Night shift can have a negative impact on your health. Here's how you can reduce the effects.
Shiftwork is an unavoidable reality for many people, including hospital workers, police officers, truck drivers and, of course, some mining professionals.
The Australian Bureau of Statistics says 1.4 million Australians are employed in this way, making up 16 per cent of all workers. Rotating is the most common shift type, followed by irregular and then evening shift.
The bad news
This type of work can have a range of detrimental effects on the body and mind.
Being tired can be dangerous as it impairs your performance, and it can actually be as bad as being drunk. It is estimated that 17 hours without sleep is the equivalent of having a blood alcohol reading of 0.05 per cent and 24 hours without sleep is the equivalent of 0.08 per cent. Work-related injuries are higher in shiftworkers, and the incidences of compensation claims are also higher. It was previously thought the human body eventually adapts to nocturnal schedules, but that isn’t the case. The internal body clock never adapts.
It goes beyond simple tiredness though.
Shiftwork can actually impair your brain function — and not just during or immediately after work. A recent study published in the journal Occupational and Environmental Medicine found that cognition can be impaired long-term and the effect is more pronounced the longer you work in this capacity. It was also found that shiftwork can age the brain by as much as six-and-a-half years. On top of this, it takes at least five years for the brain to recover.

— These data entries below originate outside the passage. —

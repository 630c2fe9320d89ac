//! JSON file-based storage backend.
//!
//! Keeps the whole [`StorageData`] document in memory and rewrites the file
//! after every mutation using an atomic write (write-to-temp + rename), so a
//! crash never leaves a half-written catalog behind. A mutation is applied to
//! a copy of the document and only replaces it once the copy is on disk, so
//! memory and file never disagree.
//!
//! # Performance Characteristics
//!
//! - **Read**: served from memory after the initial load
//! - **Write**: O(n), serializes and writes the entire document
//! - **Best for**: a single shelter's catalog, infrequent writes

use crate::domain::error::{Result, ShelterError};
use crate::domain::{AdoptionStatus, Listing, ShelterEvent};
use crate::storage::backend::Storage;
use crate::storage::data::{StorageData, STORAGE_VERSION};
use crate::storage::models::NewListing;
use std::path::{Path, PathBuf};

/// JSON file storage backend.
///
/// # Thread Safety
///
/// This type is `Send` but not `Sync`. It is owned by the single worker thread.
pub struct JsonStorage {
    /// Path to the JSON file on disk.
    file_path: PathBuf,

    /// In-memory document, always equal to the last successful write.
    data: StorageData,
}

impl JsonStorage {
    /// Opens a JSON storage file, starting empty if it does not exist yet.
    ///
    /// Parent directories are created automatically.
    ///
    /// # Errors
    ///
    /// Returns an error if:
    /// - Parent directory creation fails
    /// - File exists but contains invalid JSON or an unknown format version
    /// - File permissions prevent reading
    ///
    /// # Examples
    ///
    /// ```no_run
    /// use shelter::storage::JsonStorage;
    /// use std::path::PathBuf;
    ///
    /// let storage = JsonStorage::new(PathBuf::from("/tmp/shelter.json"))?;
    /// # Ok::<(), Box<dyn std::error::Error>>(())
    /// ```
    pub fn new(file_path: PathBuf) -> Result<Self> {
        Self::open(file_path, StorageData::default)
    }

    /// Opens a JSON storage file, writing `seed` to it if it does not exist yet.
    ///
    /// # Errors
    ///
    /// Same conditions as [`JsonStorage::new`], plus failure to write the seed.
    pub fn with_seed(file_path: PathBuf, seed: StorageData) -> Result<Self> {
        let storage = Self::open(file_path, || seed)?;
        if !storage.file_path.exists() {
            Self::save_to_file(&storage.file_path, &storage.data)?;
        }
        Ok(storage)
    }

    fn open(file_path: PathBuf, initial: impl FnOnce() -> StorageData) -> Result<Self> {
        tracing::debug!(path = ?file_path, "initializing JSON storage");

        if let Some(parent) = file_path.parent() {
            tracing::debug!(parent = ?parent, "creating parent directory");
            std::fs::create_dir_all(parent)?;
        }

        let data = if file_path.exists() {
            tracing::debug!("loading existing data");
            Self::load_from_file(&file_path)?
        } else {
            tracing::debug!("initializing new storage");
            initial()
        };

        tracing::debug!(
            listing_count = data.listings.len(),
            event_count = data.events.len(),
            "storage initialized"
        );

        Ok(Self { file_path, data })
    }

    /// Path of the backing file.
    #[must_use]
    pub fn path(&self) -> &Path {
        &self.file_path
    }

    /// Loads storage data from a JSON file.
    ///
    /// # Errors
    ///
    /// Returns an error if the file cannot be read, contains invalid JSON, or
    /// was written by a newer format version.
    fn load_from_file(path: &Path) -> Result<StorageData> {
        let contents = std::fs::read_to_string(path)?;
        let data: StorageData = serde_json::from_str(&contents)
            .map_err(|e| ShelterError::Storage(format!("failed to parse JSON: {e}")))?;

        if data.version > STORAGE_VERSION {
            return Err(ShelterError::Storage(format!(
                "unsupported storage version {} (expected {STORAGE_VERSION})",
                data.version
            )));
        }

        tracing::debug!(
            version = data.version,
            listings = data.listings.len(),
            events = data.events.len(),
            "loaded storage data"
        );

        Ok(data)
    }

    /// Saves `data` to `path` using atomic write.
    ///
    /// # Errors
    ///
    /// Returns an error if serialization, the temporary write, or the rename fails.
    fn save_to_file(path: &Path, data: &StorageData) -> Result<()> {
        tracing::debug!(path = ?path, "saving storage data");

        let json = serde_json::to_string_pretty(data)
            .map_err(|e| ShelterError::Storage(format!("failed to serialize JSON: {e}")))?;

        let tmp_path = path.with_extension("tmp");

        tracing::trace!(tmp_path = ?tmp_path, "writing to temporary file");
        std::fs::write(&tmp_path, json)?;

        tracing::trace!("renaming temporary file to final location");
        if let Err(e) = std::fs::rename(&tmp_path, path) {
            let _ = std::fs::remove_file(&tmp_path);
            return Err(e.into());
        }

        tracing::debug!("storage saved successfully");
        Ok(())
    }

    /// Runs a mutation against a copy of the document, persists the copy, then
    /// adopts it.
    ///
    /// If either the mutation or the save fails, the in-memory document and
    /// the file are both left as they were.
    fn mutate<T>(&mut self, op: impl FnOnce(&mut StorageData) -> Result<T>) -> Result<T> {
        let mut next = self.data.clone();
        let value = op(&mut next)?;
        Self::save_to_file(&self.file_path, &next)?;
        self.data = next;
        Ok(value)
    }
}

impl Storage for JsonStorage {
    fn fetch_listings(&self) -> Result<Vec<Listing>> {
        let _span = tracing::debug_span!("json_fetch_listings").entered();

        let listings = self.data.listings.clone();
        tracing::debug!(count = listings.len(), "retrieved listings");
        Ok(listings)
    }

    fn fetch_listing_by_id(&self, id: &str) -> Result<Option<Listing>> {
        let _span = tracing::debug_span!("json_fetch_listing_by_id", listing_id = %id).entered();

        let listing = self.data.listing(id).cloned();
        tracing::debug!(found = listing.is_some(), "listing lookup complete");
        Ok(listing)
    }

    fn set_listing_status(&mut self, id: &str, status: AdoptionStatus) -> Result<()> {
        let _span = tracing::debug_span!("json_set_listing_status",
            listing_id = %id,
            status = %status
        )
        .entered();

        self.mutate(|data| data.set_listing_status(id, status))?;
        tracing::debug!("listing status updated");
        Ok(())
    }

    fn add_listing(&mut self, submission: NewListing, created_by: &str) -> Result<Listing> {
        let _span = tracing::debug_span!("json_add_listing", name = %submission.name).entered();

        let listing = self.mutate(|data| Ok(data.add_listing(submission, created_by)))?;
        tracing::debug!(listing_id = %listing.id, "listing added");
        Ok(listing)
    }

    fn set_favorite(&mut self, user_id: &str, listing_id: &str, is_favorite: bool) -> Result<()> {
        let _span = tracing::debug_span!("json_set_favorite",
            listing_id = %listing_id,
            is_favorite = is_favorite
        )
        .entered();

        self.mutate(|data| data.set_favorite(user_id, listing_id, is_favorite))?;
        tracing::debug!("favorite persisted");
        Ok(())
    }

    fn is_favorite(&self, listing_id: &str, user_id: &str) -> Result<bool> {
        Ok(self.data.is_favorite(listing_id, user_id))
    }

    fn favorite_ids(&self, user_id: &str) -> Result<Vec<String>> {
        let _span = tracing::debug_span!("json_favorite_ids").entered();

        let ids = self.data.favorite_ids(user_id);
        tracing::debug!(count = ids.len(), "retrieved favorites");
        Ok(ids)
    }

    fn fetch_events(&self) -> Result<Vec<ShelterEvent>> {
        let _span = tracing::debug_span!("json_fetch_events").entered();

        let events = self.data.events.clone();
        tracing::debug!(count = events.len(), "retrieved events");
        Ok(events)
    }

    fn fetch_event_by_id(&self, id: &str) -> Result<Option<ShelterEvent>> {
        Ok(self.data.event(id).cloned())
    }

    fn register_for_event(&mut self, event_id: &str, user_id: &str) -> Result<()> {
        let _span = tracing::debug_span!("json_register_for_event", event_id = %event_id).entered();

        self.mutate(|data| data.register_for_event(event_id, user_id))?;
        tracing::debug!("registration persisted");
        Ok(())
    }

    fn is_registered(&self, event_id: &str, user_id: &str) -> Result<bool> {
        Ok(self.data.is_registered(event_id, user_id))
    }
}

Weight may also have steadily crept on after you’ve been on these swings a while. This is a common complaint amongst mining employees. Although boredom and drowsiness can lead to snacking on whatever food is available and drinking caffeinated drinks to force yourself awake, other factors contribute to weight gain too.
Studies show night workers seem to gravitate toward high-fat food at breakfast. And even if you manage to have a decent sleep during the day, your body does not burn as many calories as if you were sleeping at night, 12 to 16 per cent less, in fact. It is now widely-accepted in the medical community that shiftwork disrupts the metabolism, and causes people to use less energy than they normally would.
Knowing about the potential health implications doesn’t solve the problem though, because nights come with the territory in some professions.
How to limit the effects
Luckily, there are steps you can take. Australia’s Sleep Health Foundation and the UCLA Sleep Disorders Center have specific advice, which includes:
- Avoid back-to-back shifts wherever possible, as doubles and triples worsen the problem.
- Rotating can be even worse than nights but if you have to do them, rotate forwards rather than back. For example, a morning shift first followed by an evening.
- Gradually alter your sleeping times in the lead-up to your next night shift. For example, delay the time you go to bed and rise by one or two hours each day. This way your body will be prepared when you begin your schedule.
- Take naps if possible. No longer than 15 to 20 minutes, however, as any longer and your brain will enter a different sleep phase and you may be more tired and groggy than if you’d had a shorter nap. This is particularly important for high-pressure jobs that require immediate action soon after waking.
- Schedule any heavy work for day shifts.
- Have a short snooze before you drive home, as driving tired is a major cause of car accidents.
- Avoid bright lights once you’re at home. This includes light from the TV, phones and other electronic equipment.
- Try to go to bed as soon as possible. Make sure your room is dark, relatively cool and quiet.
- Do not consume coffee or any other stimulant several hours before bedtime.
- Ask your doctor about melatonin and light therapy treatments if necessary.